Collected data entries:
# # # # # # #

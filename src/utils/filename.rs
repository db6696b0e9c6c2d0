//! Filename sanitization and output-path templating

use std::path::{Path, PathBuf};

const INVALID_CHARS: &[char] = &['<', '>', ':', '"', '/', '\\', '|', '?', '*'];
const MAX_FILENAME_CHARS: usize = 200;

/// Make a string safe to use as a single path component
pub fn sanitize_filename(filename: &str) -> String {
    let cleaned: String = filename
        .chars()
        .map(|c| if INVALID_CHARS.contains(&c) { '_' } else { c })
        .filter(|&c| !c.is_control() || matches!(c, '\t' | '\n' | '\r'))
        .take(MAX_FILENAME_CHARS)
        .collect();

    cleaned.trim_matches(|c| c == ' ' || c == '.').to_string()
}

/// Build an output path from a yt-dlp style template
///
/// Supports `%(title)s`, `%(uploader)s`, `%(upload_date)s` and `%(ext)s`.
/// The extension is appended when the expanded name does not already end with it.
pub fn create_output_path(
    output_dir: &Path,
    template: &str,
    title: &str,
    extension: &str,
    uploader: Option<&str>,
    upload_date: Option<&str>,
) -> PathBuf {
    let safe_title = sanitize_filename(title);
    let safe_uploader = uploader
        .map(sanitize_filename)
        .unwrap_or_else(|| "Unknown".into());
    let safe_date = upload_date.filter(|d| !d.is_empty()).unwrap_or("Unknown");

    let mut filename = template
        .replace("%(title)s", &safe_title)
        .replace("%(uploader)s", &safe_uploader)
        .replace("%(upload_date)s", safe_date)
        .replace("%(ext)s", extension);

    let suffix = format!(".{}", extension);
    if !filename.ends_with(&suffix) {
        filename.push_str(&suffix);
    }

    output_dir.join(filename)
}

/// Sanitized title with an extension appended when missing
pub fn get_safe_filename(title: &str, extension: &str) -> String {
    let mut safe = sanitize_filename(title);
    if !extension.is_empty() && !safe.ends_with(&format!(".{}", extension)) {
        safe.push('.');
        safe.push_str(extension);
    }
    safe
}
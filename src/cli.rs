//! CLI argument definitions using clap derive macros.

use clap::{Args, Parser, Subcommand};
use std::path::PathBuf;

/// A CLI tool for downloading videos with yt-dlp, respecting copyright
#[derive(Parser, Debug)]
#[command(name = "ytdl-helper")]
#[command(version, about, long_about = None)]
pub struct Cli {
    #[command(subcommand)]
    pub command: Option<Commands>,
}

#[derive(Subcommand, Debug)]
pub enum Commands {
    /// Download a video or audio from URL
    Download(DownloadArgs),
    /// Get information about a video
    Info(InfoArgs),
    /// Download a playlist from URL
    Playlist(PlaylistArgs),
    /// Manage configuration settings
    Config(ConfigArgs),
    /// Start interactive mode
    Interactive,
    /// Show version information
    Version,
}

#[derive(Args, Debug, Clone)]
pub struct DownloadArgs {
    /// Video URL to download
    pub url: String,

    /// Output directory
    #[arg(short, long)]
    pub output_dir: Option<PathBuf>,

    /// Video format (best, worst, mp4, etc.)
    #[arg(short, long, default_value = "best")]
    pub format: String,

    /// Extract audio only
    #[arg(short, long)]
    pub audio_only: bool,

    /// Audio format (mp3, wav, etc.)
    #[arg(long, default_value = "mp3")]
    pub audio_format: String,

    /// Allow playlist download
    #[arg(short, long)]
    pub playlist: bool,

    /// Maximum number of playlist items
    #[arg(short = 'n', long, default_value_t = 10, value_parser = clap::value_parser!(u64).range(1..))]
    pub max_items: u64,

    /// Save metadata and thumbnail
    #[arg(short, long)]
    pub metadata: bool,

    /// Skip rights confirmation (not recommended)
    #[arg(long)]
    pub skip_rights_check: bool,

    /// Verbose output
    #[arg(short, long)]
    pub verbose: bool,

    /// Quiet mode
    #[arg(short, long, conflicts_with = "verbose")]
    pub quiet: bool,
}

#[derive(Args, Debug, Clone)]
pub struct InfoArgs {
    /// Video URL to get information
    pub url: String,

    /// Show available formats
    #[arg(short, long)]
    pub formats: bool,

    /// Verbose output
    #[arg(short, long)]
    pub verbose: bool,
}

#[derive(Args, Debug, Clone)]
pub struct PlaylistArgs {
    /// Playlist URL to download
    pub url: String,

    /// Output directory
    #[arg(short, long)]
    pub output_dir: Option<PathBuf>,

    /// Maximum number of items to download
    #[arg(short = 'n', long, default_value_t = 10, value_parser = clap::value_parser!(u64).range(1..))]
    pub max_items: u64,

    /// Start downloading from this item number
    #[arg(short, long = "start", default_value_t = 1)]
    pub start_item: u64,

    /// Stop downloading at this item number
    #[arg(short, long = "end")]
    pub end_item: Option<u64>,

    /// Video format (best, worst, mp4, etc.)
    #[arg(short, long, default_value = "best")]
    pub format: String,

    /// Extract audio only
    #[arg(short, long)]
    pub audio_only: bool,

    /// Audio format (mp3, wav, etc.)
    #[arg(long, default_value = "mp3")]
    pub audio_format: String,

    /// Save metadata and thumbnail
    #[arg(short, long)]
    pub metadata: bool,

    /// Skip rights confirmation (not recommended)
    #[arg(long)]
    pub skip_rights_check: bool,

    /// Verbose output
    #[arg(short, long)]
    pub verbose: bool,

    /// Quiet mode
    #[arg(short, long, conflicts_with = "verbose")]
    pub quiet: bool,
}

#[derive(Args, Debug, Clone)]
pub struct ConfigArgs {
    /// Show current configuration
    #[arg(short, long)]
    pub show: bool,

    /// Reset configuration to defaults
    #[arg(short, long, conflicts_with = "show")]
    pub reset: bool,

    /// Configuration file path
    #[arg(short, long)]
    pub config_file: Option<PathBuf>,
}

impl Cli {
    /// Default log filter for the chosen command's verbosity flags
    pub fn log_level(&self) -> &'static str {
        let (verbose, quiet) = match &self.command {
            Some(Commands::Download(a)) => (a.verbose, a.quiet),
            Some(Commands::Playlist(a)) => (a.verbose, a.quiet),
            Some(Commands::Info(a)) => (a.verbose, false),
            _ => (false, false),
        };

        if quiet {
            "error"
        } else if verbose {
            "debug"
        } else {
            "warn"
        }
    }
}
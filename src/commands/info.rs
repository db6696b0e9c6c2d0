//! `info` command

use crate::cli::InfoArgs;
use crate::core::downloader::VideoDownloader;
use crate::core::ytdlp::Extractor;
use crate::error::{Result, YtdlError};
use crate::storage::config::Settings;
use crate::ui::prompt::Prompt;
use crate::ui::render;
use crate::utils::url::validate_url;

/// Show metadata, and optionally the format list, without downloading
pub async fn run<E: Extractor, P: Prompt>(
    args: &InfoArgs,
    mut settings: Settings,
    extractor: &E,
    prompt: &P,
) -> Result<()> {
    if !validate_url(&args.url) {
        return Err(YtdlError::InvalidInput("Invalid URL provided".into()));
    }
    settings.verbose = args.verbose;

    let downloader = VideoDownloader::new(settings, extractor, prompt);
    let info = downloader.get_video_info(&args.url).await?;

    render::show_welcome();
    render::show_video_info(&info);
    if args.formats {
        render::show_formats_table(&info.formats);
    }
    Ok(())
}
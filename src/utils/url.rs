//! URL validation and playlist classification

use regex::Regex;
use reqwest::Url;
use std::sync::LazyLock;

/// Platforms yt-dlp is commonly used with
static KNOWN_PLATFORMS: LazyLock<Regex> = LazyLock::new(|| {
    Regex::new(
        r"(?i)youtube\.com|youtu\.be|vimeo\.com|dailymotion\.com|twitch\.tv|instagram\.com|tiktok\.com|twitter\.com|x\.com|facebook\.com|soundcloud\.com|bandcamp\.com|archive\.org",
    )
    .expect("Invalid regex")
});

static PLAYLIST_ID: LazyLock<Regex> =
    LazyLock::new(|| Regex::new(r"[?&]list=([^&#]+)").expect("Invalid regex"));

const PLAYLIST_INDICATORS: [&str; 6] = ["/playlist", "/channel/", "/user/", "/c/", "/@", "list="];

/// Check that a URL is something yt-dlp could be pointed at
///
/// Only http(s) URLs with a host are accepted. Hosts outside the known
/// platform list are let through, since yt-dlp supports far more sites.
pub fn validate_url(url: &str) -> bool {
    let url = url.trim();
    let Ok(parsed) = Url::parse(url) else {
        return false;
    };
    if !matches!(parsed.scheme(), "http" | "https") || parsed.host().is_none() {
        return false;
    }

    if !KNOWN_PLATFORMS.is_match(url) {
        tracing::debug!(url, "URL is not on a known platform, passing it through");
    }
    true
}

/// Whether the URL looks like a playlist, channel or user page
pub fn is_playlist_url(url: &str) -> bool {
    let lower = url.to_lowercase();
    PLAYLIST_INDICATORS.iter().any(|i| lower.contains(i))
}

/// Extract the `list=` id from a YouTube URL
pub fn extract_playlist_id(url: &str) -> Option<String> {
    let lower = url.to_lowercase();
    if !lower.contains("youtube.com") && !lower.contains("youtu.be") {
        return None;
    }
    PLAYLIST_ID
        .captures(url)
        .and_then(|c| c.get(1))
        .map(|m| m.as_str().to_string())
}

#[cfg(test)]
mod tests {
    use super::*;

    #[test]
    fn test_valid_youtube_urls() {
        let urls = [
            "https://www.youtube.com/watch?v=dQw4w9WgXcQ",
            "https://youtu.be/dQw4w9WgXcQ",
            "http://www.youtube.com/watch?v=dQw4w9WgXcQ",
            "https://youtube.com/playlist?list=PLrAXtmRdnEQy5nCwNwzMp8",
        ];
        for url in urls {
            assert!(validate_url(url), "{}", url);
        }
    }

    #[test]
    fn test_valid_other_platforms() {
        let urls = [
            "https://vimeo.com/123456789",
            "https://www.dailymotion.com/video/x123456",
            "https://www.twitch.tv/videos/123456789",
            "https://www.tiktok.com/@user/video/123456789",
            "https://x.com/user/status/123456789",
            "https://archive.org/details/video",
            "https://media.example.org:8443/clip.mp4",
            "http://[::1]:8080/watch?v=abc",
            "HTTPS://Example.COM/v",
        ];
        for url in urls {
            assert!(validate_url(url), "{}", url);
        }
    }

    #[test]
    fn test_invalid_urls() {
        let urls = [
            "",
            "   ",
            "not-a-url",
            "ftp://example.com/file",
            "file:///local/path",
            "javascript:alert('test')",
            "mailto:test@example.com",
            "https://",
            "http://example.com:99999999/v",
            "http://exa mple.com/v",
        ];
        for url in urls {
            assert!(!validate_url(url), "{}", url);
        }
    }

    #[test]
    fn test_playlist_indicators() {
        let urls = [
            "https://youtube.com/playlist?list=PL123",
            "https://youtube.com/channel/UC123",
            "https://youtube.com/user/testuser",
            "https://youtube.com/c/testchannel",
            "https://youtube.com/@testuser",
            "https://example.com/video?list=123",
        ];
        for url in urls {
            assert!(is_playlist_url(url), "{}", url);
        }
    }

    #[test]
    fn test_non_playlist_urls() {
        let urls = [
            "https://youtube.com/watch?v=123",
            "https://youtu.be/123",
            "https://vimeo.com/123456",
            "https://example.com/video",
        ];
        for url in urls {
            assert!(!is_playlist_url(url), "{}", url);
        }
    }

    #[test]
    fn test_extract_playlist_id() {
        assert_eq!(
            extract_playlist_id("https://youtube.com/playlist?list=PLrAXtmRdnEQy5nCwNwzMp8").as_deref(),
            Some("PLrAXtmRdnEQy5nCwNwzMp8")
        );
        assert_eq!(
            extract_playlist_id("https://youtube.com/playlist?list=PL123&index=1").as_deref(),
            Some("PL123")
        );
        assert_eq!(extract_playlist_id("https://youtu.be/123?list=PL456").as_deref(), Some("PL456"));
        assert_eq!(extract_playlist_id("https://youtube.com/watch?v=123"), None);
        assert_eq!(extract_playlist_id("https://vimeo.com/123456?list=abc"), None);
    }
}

# # # # # # #

Assignment:
Look for the string "DownloadArgs" in the entries above. Copy every line that has it.

Solution to the exercise:
    Download(DownloadArgs),
pub struct DownloadArgs {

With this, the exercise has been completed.